**What this task involves**.
Produce the listing below again, exactly as shown.

.....

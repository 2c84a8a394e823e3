use std::io::Write;

use serde::Deserialize;

use crate::config::SearchConfig;
use crate::report::RunSummary;

#[derive(Debug, thiserror::Error)]
pub enum SearchError {
    #[error("search request failed: {0}")]
    Transport(#[from] reqwest::Error),
    #[error("IO error: {0}")]
    Io(#[from] std::io::Error),
}

#[derive(Debug, Clone, Deserialize)]
pub struct SearchItem {
    pub title: String,
    pub link: String,
}

#[derive(Debug, Deserialize)]
struct SearchResponse {
    #[serde(default)]
    items: Vec<SearchItem>,
}

/// Result of one query against the search API.
#[derive(Debug)]
pub struct SearchOutcome {
    pub query: String,
    pub items: Vec<SearchItem>,
}

impl SearchOutcome {
    /// The success predicate: the API returned at least one item.
    pub fn is_hit(&self) -> bool {
        !self.items.is_empty()
    }
}

/// One stateless GET per query against a fixed search endpoint.
#[derive(Debug)]
pub struct SearchClient {
    http: reqwest::blocking::Client,
    config: SearchConfig,
}

impl SearchClient {
    pub fn new(config: SearchConfig) -> Result<Self, SearchError> {
        Ok(Self {
            http: reqwest::blocking::Client::builder().build()?,
            config,
        })
    }

    pub fn lookup(&self, query: &str) -> Result<SearchOutcome, SearchError> {
        // The query goes out wrapped in literal quotes: these are verbatim
        // candidate strings and only exact-phrase hits are evidence.
        let quoted = format!("\"{query}\"");
        let response: SearchResponse = self
            .http
            .get(&self.config.endpoint)
            .query(&[
                ("key", self.config.api_key.as_str()),
                ("cx", self.config.engine_id.as_str()),
                ("q", quoted.as_str()),
            ])
            .send()?
            .error_for_status()?
            .json()?;
        Ok(SearchOutcome {
            query: query.to_string(),
            items: response.items,
        })
    }
}

/// Runs every query and streams per-query blocks to `out`, flushing as it
/// goes so an aborted run still leaves a readable report prefix. Returns the
/// hit/miss counters; the caller appends the trailer.
pub fn run_queries<W: Write>(
    client: &SearchClient,
    queries: &[String],
    out: &mut W,
) -> Result<RunSummary, SearchError> {
    let mut summary = RunSummary::default();
    for query in queries {
        let outcome = client.lookup(query)?;
        summary.attempted += 1;
        if outcome.is_hit() {
            summary.successful += 1;
        }
        write_query_block(out, &outcome)?;
        out.flush()?;
        tracing::info!(query = %outcome.query, hits = outcome.items.len(), "query complete");
    }
    Ok(summary)
}

pub fn write_query_block<W: Write>(out: &mut W, outcome: &SearchOutcome) -> std::io::Result<()> {
    writeln!(out, "=============================================")?;
    if outcome.is_hit() {
        writeln!(out, "Results found for: '{}'", outcome.query)?;
        for item in &outcome.items {
            writeln!(out, "Title: {}", item.title)?;
            writeln!(out, "Link: {}", item.link)?;
            writeln!(out)?;
        }
    } else {
        writeln!(out, "No results found for: '{}'", outcome.query)?;
        writeln!(out)?;
    }
    Ok(())
}

pub fn write_trailer<W: Write>(out: &mut W, summary: &RunSummary) -> std::io::Result<()> {
    writeln!(out, "Total search terms: {}", summary.attempted)?;
    writeln!(out, "Total successful searches: {}", summary.successful)?;
    writeln!(
        out,
        "Percentage of successful searches: {}",
        summary.percentage_label()
    )?;
    Ok(())
}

.....

**Answer to the exercise**.
repository 2c84a8a394e823e3
use std::io::Write;

use serde::Deserialize;

use crate::config::SearchConfig;
use crate::report::RunSummary;

#[derive(Debug, thiserror::Error)]
pub enum SearchError {
    #[error("search request failed: {0}")]
    Transport(#[from] reqwest::Error),
    #[error("IO error: {0}")]
    Io(#[from] std::io::Error),
}

#[derive(Debug, Clone, Deserialize)]
pub struct SearchItem {
    pub title: String,
    pub link: String,
}

#[derive(Debug, Deserialize)]
struct SearchResponse {
    #[serde(default)]
    items: Vec<SearchItem>,
}

/// Result of one query against the search API.
#[derive(Debug)]
pub struct SearchOutcome {
    pub query: String,
    pub items: Vec<SearchItem>,
}

impl SearchOutcome {
    /// The success predicate: the API returned at least one item.
    pub fn is_hit(&self) -> bool {
        !self.items.is_empty()
    }
}

/// One stateless GET per query against a fixed search endpoint.
#[derive(Debug)]
pub struct SearchClient {
    http: reqwest::blocking::Client,
    config: SearchConfig,
}

impl SearchClient {
    pub fn new(config: SearchConfig) -> Result<Self, SearchError> {
        Ok(Self {
            http: reqwest::blocking::Client::builder().build()?,
            config,
        })
    }

    pub fn lookup(&self, query: &str) -> Result<SearchOutcome, SearchError> {
        // The query goes out wrapped in literal quotes: these are verbatim
        // candidate strings and only exact-phrase hits are evidence.
        let quoted = format!("\"{query}\"");
        let response: SearchResponse = self
            .http
            .get(&self.config.endpoint)
            .query(&[
                ("key", self.config.api_key.as_str()),
                ("cx", self.config.engine_id.as_str()),
                ("q", quoted.as_str()),
            ])
            .send()?
            .error_for_status()?
            .json()?;
        Ok(SearchOutcome {
            query: query.to_string(),
            items: response.items,
        })
    }
}

/// Runs every query and streams per-query blocks to `out`, flushing as it
/// goes so an aborted run still leaves a readable report prefix. Returns the
/// hit/miss counters; the caller appends the trailer.
pub fn run_queries<W: Write>(
    client: &SearchClient,
    queries: &[String],
    out: &mut W,
) -> Result<RunSummary, SearchError> {
    let mut summary = RunSummary::default();
    for query in queries {
        let outcome = client.lookup(query)?;
        summary.attempted += 1;
        if outcome.is_hit() {
            summary.successful += 1;
        }
        write_query_block(out, &outcome)?;
        out.flush()?;
        tracing::info!(query = %outcome.query, hits = outcome.items.len(), "query complete");
    }
    Ok(summary)
}

pub fn write_query_block<W: Write>(out: &mut W, outcome: &SearchOutcome) -> std::io::Result<()> {
    writeln!(out, "=============================================")?;
    if outcome.is_hit() {
        writeln!(out, "Results found for: '{}'", outcome.query)?;
        for item in &outcome.items {
            writeln!(out, "Title: {}", item.title)?;
            writeln!(out, "Link: {}", item.link)?;
            writeln!(out)?;
        }
    } else {
        writeln!(out, "No results found for: '{}'", outcome.query)?;
        writeln!(out)?;
    }
    Ok(())
}

pub fn write_trailer<W: Write>(out: &mut W, summary: &RunSummary) -> std::io::Result<()> {
    writeln!(out, "Total search terms: {}", summary.attempted)?;
    writeln!(out, "Total successful searches: {}", summary.successful)?;
    writeln!(
        out,
        "Percentage of successful searches: {}",
        summary.percentage_label()
    )?;
    Ok(())
}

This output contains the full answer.